*WORK INSTRUCTIONS*
Where "type" appears in a line of the entries below, that line should be copied.

** EXTRACTED ENTRIES follows **

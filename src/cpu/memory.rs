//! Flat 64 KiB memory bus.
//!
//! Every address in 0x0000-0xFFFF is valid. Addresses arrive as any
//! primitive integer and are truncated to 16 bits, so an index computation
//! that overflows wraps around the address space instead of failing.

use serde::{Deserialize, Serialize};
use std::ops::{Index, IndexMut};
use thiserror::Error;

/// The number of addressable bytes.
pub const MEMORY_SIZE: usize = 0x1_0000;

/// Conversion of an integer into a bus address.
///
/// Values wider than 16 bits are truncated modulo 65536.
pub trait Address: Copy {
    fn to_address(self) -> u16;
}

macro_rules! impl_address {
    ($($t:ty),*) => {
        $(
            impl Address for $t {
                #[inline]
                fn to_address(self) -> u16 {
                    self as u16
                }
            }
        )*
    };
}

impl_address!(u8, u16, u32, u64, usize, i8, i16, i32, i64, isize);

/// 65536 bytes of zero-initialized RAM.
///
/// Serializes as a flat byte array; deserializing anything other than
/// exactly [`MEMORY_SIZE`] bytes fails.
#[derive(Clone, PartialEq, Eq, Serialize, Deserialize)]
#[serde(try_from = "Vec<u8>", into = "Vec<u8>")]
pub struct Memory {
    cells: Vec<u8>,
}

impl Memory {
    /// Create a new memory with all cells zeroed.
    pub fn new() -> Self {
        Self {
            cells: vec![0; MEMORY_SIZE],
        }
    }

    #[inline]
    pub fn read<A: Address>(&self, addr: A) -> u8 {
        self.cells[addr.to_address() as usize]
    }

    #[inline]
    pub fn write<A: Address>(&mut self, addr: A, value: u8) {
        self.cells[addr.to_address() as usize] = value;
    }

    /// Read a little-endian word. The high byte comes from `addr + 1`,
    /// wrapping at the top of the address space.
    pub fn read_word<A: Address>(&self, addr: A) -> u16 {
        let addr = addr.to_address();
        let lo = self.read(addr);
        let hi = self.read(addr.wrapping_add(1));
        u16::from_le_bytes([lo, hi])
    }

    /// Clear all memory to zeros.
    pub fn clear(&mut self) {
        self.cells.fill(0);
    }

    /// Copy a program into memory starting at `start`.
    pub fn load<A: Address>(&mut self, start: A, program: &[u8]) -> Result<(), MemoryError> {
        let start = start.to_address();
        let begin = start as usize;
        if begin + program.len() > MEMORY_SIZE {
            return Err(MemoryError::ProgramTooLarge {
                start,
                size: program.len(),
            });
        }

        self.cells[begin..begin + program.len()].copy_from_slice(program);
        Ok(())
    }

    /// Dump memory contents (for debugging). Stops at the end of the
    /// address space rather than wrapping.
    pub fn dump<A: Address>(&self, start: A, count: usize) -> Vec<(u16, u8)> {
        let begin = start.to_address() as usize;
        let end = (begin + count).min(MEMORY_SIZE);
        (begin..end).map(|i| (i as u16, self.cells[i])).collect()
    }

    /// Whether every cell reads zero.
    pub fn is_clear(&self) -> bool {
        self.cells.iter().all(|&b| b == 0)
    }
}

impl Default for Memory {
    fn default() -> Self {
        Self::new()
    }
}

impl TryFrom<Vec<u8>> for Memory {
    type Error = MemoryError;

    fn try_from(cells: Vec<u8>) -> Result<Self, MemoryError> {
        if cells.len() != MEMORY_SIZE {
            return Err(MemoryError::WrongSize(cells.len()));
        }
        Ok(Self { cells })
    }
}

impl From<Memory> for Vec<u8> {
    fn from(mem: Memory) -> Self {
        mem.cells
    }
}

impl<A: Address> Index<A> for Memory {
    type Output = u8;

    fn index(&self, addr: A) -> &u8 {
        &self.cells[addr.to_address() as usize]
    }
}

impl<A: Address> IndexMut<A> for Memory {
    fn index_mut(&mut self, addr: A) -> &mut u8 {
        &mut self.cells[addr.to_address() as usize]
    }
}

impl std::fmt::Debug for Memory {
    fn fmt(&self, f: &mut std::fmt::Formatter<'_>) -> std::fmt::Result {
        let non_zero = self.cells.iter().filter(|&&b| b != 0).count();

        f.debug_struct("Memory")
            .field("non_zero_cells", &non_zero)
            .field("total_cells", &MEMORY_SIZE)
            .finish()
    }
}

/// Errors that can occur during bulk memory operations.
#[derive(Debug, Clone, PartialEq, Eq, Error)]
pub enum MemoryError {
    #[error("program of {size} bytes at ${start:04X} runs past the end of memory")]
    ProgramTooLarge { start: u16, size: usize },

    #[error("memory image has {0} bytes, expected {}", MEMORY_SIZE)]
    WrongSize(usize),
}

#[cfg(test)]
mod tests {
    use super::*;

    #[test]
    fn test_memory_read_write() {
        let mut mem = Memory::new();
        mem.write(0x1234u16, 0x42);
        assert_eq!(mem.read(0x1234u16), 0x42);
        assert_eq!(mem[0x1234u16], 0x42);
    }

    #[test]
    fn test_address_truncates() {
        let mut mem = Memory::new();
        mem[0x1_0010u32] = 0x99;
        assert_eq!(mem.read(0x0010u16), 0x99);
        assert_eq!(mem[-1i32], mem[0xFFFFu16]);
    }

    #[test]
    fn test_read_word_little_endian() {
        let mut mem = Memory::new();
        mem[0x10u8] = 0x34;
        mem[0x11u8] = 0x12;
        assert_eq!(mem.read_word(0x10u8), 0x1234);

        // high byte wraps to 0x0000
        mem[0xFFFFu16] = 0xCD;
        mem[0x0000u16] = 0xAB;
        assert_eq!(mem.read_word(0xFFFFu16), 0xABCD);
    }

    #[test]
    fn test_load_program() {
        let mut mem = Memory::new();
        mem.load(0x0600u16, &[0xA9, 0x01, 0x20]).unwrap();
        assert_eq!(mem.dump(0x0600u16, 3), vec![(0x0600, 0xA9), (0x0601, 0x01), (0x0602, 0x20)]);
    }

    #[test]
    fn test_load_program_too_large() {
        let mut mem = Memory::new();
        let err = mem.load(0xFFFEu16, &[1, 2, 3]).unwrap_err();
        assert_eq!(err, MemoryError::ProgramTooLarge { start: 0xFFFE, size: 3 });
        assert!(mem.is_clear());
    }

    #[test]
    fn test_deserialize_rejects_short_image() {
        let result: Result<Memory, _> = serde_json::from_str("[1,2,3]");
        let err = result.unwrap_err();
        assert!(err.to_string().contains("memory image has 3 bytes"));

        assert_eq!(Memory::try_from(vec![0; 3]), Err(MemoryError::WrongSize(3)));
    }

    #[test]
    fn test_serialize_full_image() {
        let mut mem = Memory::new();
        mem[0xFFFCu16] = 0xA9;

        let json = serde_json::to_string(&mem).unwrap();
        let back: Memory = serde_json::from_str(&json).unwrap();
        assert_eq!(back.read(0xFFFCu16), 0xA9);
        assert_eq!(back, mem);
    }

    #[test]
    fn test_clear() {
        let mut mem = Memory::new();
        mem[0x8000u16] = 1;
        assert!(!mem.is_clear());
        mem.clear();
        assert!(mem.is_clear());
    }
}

** End of EXTRACTED ENTRIES **

*TASK OUTPUT*
    type Error = MemoryError;
    type Output = u8;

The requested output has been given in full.